Your goal:
Among the entries below, find every line that has "prelude" and pull it out.

──────── Task material ────────

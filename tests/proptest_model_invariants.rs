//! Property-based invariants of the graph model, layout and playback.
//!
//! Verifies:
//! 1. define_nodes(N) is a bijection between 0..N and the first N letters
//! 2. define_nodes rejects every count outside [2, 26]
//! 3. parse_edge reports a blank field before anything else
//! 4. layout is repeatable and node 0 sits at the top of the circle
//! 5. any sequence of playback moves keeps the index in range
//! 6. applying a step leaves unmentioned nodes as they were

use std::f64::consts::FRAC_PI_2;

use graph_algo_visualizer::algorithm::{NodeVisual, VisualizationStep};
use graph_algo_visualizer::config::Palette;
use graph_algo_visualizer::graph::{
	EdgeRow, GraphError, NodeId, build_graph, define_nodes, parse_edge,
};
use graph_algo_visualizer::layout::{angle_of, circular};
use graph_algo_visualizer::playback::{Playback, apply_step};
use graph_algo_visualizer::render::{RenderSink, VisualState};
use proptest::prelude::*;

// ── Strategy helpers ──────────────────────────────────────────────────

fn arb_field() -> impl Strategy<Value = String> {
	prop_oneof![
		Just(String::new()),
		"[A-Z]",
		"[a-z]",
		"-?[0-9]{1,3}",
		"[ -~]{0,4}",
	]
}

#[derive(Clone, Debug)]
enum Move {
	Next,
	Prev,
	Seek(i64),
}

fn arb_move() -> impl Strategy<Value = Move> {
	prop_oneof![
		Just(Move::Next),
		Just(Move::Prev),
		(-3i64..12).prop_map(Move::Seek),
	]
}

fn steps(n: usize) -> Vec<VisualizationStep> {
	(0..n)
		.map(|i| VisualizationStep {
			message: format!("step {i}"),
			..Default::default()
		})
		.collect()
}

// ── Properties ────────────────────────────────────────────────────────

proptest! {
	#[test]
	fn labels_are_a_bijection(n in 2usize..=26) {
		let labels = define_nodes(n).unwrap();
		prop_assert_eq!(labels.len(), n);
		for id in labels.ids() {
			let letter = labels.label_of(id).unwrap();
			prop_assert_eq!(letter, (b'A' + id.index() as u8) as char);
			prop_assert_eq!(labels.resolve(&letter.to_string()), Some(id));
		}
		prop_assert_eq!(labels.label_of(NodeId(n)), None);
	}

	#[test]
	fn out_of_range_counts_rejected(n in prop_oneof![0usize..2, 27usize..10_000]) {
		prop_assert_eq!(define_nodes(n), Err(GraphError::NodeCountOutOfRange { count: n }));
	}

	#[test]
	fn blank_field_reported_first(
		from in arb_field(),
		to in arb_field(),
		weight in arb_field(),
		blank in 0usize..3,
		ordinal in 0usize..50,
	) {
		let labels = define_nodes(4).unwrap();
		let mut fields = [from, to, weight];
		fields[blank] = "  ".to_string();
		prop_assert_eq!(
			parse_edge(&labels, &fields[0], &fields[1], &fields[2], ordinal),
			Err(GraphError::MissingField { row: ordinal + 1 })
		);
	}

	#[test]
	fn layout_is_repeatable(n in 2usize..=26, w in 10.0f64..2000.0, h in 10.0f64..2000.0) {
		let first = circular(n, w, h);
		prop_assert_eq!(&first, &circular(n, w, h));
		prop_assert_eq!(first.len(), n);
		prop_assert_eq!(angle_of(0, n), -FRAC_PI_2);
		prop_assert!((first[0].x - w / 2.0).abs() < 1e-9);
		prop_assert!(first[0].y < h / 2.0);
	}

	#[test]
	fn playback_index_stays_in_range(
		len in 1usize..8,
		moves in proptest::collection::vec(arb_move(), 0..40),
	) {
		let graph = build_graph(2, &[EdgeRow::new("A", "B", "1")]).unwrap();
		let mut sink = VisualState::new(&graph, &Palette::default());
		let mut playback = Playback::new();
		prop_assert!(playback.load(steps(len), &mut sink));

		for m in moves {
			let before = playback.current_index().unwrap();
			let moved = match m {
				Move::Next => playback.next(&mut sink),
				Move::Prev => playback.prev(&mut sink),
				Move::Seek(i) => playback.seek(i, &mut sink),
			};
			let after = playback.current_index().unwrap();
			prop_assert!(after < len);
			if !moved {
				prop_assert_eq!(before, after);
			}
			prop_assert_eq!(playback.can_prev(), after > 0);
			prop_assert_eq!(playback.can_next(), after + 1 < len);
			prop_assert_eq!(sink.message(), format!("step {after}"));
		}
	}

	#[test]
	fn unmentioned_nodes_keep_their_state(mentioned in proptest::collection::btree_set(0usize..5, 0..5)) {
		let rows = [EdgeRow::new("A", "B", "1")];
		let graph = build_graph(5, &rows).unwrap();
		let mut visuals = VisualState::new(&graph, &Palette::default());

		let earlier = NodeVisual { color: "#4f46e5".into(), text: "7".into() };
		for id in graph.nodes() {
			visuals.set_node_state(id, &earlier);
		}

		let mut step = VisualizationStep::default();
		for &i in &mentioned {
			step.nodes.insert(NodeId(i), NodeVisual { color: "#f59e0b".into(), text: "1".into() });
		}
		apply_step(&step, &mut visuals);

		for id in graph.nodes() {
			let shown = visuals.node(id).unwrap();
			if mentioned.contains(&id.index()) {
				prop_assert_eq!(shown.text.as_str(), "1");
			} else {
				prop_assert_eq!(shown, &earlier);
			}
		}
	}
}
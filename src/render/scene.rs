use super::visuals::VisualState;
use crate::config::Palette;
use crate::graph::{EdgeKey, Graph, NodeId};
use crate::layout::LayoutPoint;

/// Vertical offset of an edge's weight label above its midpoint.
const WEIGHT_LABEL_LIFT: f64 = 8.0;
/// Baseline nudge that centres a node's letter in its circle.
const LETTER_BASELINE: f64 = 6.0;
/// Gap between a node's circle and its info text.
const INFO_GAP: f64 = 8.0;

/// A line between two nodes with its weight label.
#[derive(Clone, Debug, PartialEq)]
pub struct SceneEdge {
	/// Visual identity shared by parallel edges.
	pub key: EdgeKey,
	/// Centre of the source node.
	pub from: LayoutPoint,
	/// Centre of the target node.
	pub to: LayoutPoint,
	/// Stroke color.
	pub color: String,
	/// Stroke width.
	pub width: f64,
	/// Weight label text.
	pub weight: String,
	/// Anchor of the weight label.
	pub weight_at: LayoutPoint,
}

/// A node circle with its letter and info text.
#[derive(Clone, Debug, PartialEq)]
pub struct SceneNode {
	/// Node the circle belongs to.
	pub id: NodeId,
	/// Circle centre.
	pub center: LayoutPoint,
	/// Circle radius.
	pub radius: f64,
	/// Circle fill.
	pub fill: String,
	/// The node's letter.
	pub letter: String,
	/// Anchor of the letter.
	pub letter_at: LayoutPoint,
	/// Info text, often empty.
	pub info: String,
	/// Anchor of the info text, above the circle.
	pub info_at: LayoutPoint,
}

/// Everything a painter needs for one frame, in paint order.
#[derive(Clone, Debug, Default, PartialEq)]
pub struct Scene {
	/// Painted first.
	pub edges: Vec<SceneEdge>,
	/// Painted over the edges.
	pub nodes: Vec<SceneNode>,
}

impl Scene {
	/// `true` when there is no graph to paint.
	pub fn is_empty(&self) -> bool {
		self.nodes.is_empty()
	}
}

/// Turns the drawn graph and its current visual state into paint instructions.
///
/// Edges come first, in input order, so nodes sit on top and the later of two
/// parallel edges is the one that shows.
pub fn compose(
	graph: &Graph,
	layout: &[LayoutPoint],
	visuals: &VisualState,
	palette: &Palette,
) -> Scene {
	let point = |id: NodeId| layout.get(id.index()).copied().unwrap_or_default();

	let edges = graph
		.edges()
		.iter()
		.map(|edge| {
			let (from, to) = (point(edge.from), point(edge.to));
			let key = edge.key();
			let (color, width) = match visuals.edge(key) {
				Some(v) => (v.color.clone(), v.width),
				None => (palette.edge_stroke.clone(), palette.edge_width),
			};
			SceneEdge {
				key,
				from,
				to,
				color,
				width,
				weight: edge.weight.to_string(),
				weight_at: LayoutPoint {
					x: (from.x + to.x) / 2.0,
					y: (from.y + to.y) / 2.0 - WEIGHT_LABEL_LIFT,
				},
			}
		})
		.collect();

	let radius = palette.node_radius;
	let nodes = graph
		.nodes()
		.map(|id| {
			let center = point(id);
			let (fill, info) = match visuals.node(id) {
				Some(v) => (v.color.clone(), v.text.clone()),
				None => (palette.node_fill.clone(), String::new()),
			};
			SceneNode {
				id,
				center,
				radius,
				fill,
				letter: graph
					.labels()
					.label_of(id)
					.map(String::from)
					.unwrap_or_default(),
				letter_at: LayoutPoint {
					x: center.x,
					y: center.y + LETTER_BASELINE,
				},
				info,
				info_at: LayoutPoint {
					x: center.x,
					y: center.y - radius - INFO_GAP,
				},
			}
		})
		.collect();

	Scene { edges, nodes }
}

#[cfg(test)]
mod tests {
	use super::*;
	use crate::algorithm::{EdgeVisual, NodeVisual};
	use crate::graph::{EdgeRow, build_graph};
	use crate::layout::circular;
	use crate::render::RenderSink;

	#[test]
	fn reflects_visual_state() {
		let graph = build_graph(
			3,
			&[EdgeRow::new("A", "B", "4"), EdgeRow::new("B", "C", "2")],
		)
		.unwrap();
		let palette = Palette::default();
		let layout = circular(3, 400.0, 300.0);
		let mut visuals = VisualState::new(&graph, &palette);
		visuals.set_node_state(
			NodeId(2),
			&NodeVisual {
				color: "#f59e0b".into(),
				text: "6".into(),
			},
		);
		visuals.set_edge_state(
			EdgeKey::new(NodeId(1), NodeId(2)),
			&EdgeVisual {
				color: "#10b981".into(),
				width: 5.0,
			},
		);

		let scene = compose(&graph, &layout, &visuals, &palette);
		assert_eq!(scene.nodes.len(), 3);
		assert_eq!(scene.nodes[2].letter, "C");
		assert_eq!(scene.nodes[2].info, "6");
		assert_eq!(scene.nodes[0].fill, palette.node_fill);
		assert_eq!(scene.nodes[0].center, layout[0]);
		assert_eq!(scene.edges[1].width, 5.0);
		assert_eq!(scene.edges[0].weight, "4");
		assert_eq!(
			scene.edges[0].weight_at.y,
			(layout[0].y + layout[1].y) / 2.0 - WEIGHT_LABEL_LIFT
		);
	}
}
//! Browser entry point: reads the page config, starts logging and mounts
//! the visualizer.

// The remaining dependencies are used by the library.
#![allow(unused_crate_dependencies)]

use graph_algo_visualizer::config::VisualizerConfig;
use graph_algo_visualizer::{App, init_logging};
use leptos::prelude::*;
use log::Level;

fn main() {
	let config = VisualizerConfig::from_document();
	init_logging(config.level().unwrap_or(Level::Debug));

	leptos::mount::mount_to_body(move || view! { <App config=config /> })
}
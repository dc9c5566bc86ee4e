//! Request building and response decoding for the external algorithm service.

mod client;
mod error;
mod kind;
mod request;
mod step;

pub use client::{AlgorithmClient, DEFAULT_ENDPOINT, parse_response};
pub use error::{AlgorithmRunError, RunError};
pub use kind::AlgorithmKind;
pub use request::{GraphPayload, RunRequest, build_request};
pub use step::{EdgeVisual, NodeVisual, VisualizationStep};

────────

Response:
use proptest::prelude::*;
use leptos::prelude::*;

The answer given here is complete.